I have to admit, I'm certainly sympathetic to this way of thinking and - push comes to shove - I can't help seeing recent developments in neuroscience as fatal to psychoanalysis; making it look not just obsolete and irrelevant, but, simply, wrong - and at times laughably so (I'm thinking of Freud's ideas concerning psychosexual development, for example).

Finally, be it noted that Freud's notion of psychic determinism - which posits that any and all mental processes have significance (even those things that seem arbitrary or banal) - also appears to be a lot of phooey. For research has shown that a large amount of what goes on in the brain can be regarded as ephemeral cognition and perceptual junk. And this includes our precious dreams - described by Allan Hobson as randomised imagery that has nothing to do with unconscious desires or dramatised wish-fulfilment.*

So where now and what next for psychoanalysis? Well, it seems that in order to survive in this age of neuroscience it is having to adapt and evolve into a hybrid discipline known as neuropsychoanalysis.

Adherents to this new movement - led by the South African neuropsychologist and psychoanalyst Mark Solms - fully support modern brain research, but, on the other hand, they're appalled by eliminativism and argue that the mind and the subjective laws that determine mental life are real and thus deserve be taken seriously.

It seems to me, however, that they mostly want to rehabilitate their master's name; thus their constant reminding us of the fact that the young Freud was a qualified medical doctor who spent many years working in the area of natural science as a neuropathologist. For Solms et al, it seems that no matter how much he got wrong, Freud remains worthy of respect - and not just in the humanities and social science departments.   

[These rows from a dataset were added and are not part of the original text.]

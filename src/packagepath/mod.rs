//! Module path resolution.
//!
//! Turns the short identifiers people type (`tool`, `acme/tool`) into the
//! fully qualified module paths the Go toolchain expects
//! (`github.com/lou/tool`, `github.com/acme/tool`). Already-qualified paths
//! pass through untouched.
//!
//! # Grammar
//!
//! | Segments | Rule |
//! |---|---|
//! | 1 | `site/user/name`, needs a user and a hostname-shaped site |
//! | 2 | `site/owner/name`, needs a hostname-shaped site |
//! | 3 | returned as-is |
//! | 4+ | returned as-is when the first segment contains a dot, otherwise rejected |
//!
//! The resolver only checks the site's shape. Whether the site is one of the
//! known providers is the caller's business (see [`crate::site::validate_site`]).

use crate::constants::DEFAULT_SITE;
use crate::core::ToolkitError;
use crate::site::is_valid_site;

/// Resolve `identifier` into a full module path.
///
/// # Errors
///
/// - [`ToolkitError::InvalidInput`] for an empty identifier, an empty
///   segment, or four or more segments without a dotted first segment
/// - [`ToolkitError::MissingUser`] for a one-segment identifier when `user`
///   is empty; this is checked before the site
/// - [`ToolkitError::InvalidSiteFormat`] when a one- or two-segment
///   identifier needs `site` and it is not hostname-shaped
///
/// # Examples
///
/// ```rust
/// use go_toolkit::packagepath::resolve_module_path;
///
/// assert_eq!(resolve_module_path("tool", "github.com", "lou").unwrap(), "github.com/lou/tool");
/// assert_eq!(resolve_module_path("acme/tool", "gitlab.com", "").unwrap(), "gitlab.com/acme/tool");
/// assert_eq!(
///     resolve_module_path("github.com/onsi/ginkgo/v2", "anything", "").unwrap(),
///     "github.com/onsi/ginkgo/v2"
/// );
/// ```
pub fn resolve_module_path(identifier: &str, site: &str, user: &str) -> Result<String, ToolkitError> {
    let trimmed = identifier.trim();
    if trimmed.is_empty() {
        return Err(ToolkitError::invalid_input("module path is required"));
    }

    let segments: Vec<&str> = trimmed.split('/').map(str::trim).collect();
    if segments.iter().any(|segment| segment.is_empty()) {
        return Err(ToolkitError::invalid_input("module path must not contain empty segments"));
    }

    match segments.as_slice() {
        [first, ..] if segments.len() >= 3 && first.contains('.') => Ok(segments.join("/")),
        // Three bare segments are accepted without a site check.
        [_, _, _] => Ok(segments.join("/")),
        [owner, name] => {
            ensure_site_shape(site)?;
            Ok(join_path(site, &[*owner, *name]))
        }
        [name] => {
            if user.trim().is_empty() {
                return Err(ToolkitError::MissingUser);
            }
            ensure_site_shape(site)?;
            Ok(join_path(site, &[user.trim(), *name]))
        }
        _ => Err(ToolkitError::invalid_input("module path must have 1 to 3 segments")),
    }
}

/// Replace runs of whitespace with a single underscore.
///
/// ```rust
/// use go_toolkit::packagepath::normalize_package_name;
///
/// assert_eq!(normalize_package_name("  multiple   spaces  "), "multiple_spaces");
/// ```
#[must_use]
pub fn normalize_package_name(value: &str) -> String {
    value.split_whitespace().collect::<Vec<_>>().join("_")
}

/// Drop an `@version` suffix, if any.
#[must_use]
pub fn strip_version(module_path: &str) -> &str {
    module_path.split_once('@').map_or(module_path, |(path, _)| path)
}

fn ensure_site_shape(site: &str) -> Result<(), ToolkitError> {
    if is_valid_site(site) {
        Ok(())
    } else {
        Err(ToolkitError::InvalidSiteFormat {
            site: site.trim().to_string(),
        })
    }
}

fn join_path(site: &str, parts: &[&str]) -> String {
    let site = match site.trim() {
        "" => DEFAULT_SITE,
        site => site,
    };

    std::iter::once(site).chain(parts.iter().copied()).collect::<Vec<_>>().join("/")
}

#[cfg(test)]
mod tests {
    use super::*;

    #[test]
    fn test_short_name_uses_user() {
        assert_eq!(resolve_module_path("tool", "github.com", "lou").unwrap(), "github.com/lou/tool");
    }

    #[test]
    fn test_owner_and_name_get_site() {
        assert_eq!(
            resolve_module_path("acme/tool", "github.com", "lou").unwrap(),
            "github.com/acme/tool"
        );
        assert_eq!(
            resolve_module_path("acme/tool", "git.corp.io", "").unwrap(),
            "git.corp.io/acme/tool"
        );
    }

    #[test]
    fn test_dotted_first_segment_passes_through() {
        assert_eq!(
            resolve_module_path("github.com/acme/tool/extra", "anything", "lou").unwrap(),
            "github.com/acme/tool/extra"
        );
        assert_eq!(
            resolve_module_path("github.com/onsi/ginkgo/v2", "github.com", "lou").unwrap(),
            "github.com/onsi/ginkgo/v2"
        );
        assert_eq!(
            resolve_module_path("go.uber.org/zap/a/b/c", "", "").unwrap(),
            "go.uber.org/zap/a/b/c"
        );
    }

    #[test]
    fn test_three_segments_accepted_without_site() {
        for (input, site) in [("4/r/7", "github.com"), ("a/b/c", "not a site"), ("x/y/z", "")] {
            assert_eq!(resolve_module_path(input, site, "").unwrap(), input);
        }
    }

    #[test]
    fn test_four_bare_segments_rejected() {
        let err = resolve_module_path("a/b/c/d", "github.com", "lou").unwrap_err();
        assert!(err.is_invalid_input());
        assert_eq!(err.to_string(), "module path must have 1 to 3 segments");
    }

    #[test]
    fn test_segments_are_trimmed() {
        assert_eq!(
            resolve_module_path("  acme / tool ", "github.com", "").unwrap(),
            "github.com/acme/tool"
        );
    }

    #[test]
    fn test_empty_input_and_segments() {
        let err = resolve_module_path("   ", "github.com", "lou").unwrap_err();
        assert_eq!(err.to_string(), "module path is required");

        for input in ["acme//tool", "/tool", "tool/", "a/ /c"] {
            let err = resolve_module_path(input, "github.com", "lou").unwrap_err();
            assert!(err.is_invalid_input(), "{input}: {err}");
        }
    }

    #[test]
    fn test_missing_user_precedes_site_check() {
        let err = resolve_module_path("tool", "githubcom", "").unwrap_err();
        assert!(err.is_missing_user());

        let err = resolve_module_path("tool", "github.com", "  ").unwrap_err();
        assert!(err.is_missing_user());
    }

    #[test]
    fn test_bad_site_shape() {
        let err = resolve_module_path("tool", "githubcom", "lou").unwrap_err();
        assert!(err.is_invalid_input());

        let err = resolve_module_path("acme/tool", ".github.com", "lou").unwrap_err();
        assert!(err.is_invalid_input());

        // Shape only: an unknown but well-formed site is fine here.
        assert!(resolve_module_path("acme/tool", "codeberg.org", "").is_ok());
    }

    #[test]
    fn test_two_segments_require_site() {
        let err = resolve_module_path("acme/tool", "", "lou").unwrap_err();
        assert!(matches!(err, ToolkitError::InvalidSiteFormat { .. }));
    }

    #[test]
    fn test_version_suffix_kept_on_short_names() {
        assert_eq!(
            resolve_module_path("tool@v1.2.0", "github.com", "lou").unwrap(),
            "github.com/lou/tool@v1.2.0"
        );
    }

    #[test]
    fn test_normalize_package_name() {
        assert_eq!(normalize_package_name("my package"), "my_package");
        assert_eq!(normalize_package_name("  multiple   spaces  "), "multiple_spaces");
        assert_eq!(normalize_package_name("single"), "single");
        assert_eq!(normalize_package_name("   "), "");
    }

    #[test]
    fn test_strip_version() {
        assert_eq!(strip_version("github.com/acme/tool@v1.0.0"), "github.com/acme/tool");
        assert_eq!(strip_version("github.com/acme/tool"), "github.com/acme/tool");
    }
}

*Interestingly, this was also D. H. Lawrence's position in Fantasia of the Unconscious (1922), where he writes that most dreams are purely insignificant; just "heterogeneous odds and ends of images swept together accidentally". It is, says Lawrence, "beneath our dignity to attach any real importance to them". Indeed, to imagine them loaded with meaning is simply a sign of our narcissism. Readers interested in the chapter on 'Sleep and Dreams' can read it free online thanks to Project Gutenberg by clicking here. 

This post grew out of discussion with Dr Simon Solomon to whom I am grateful.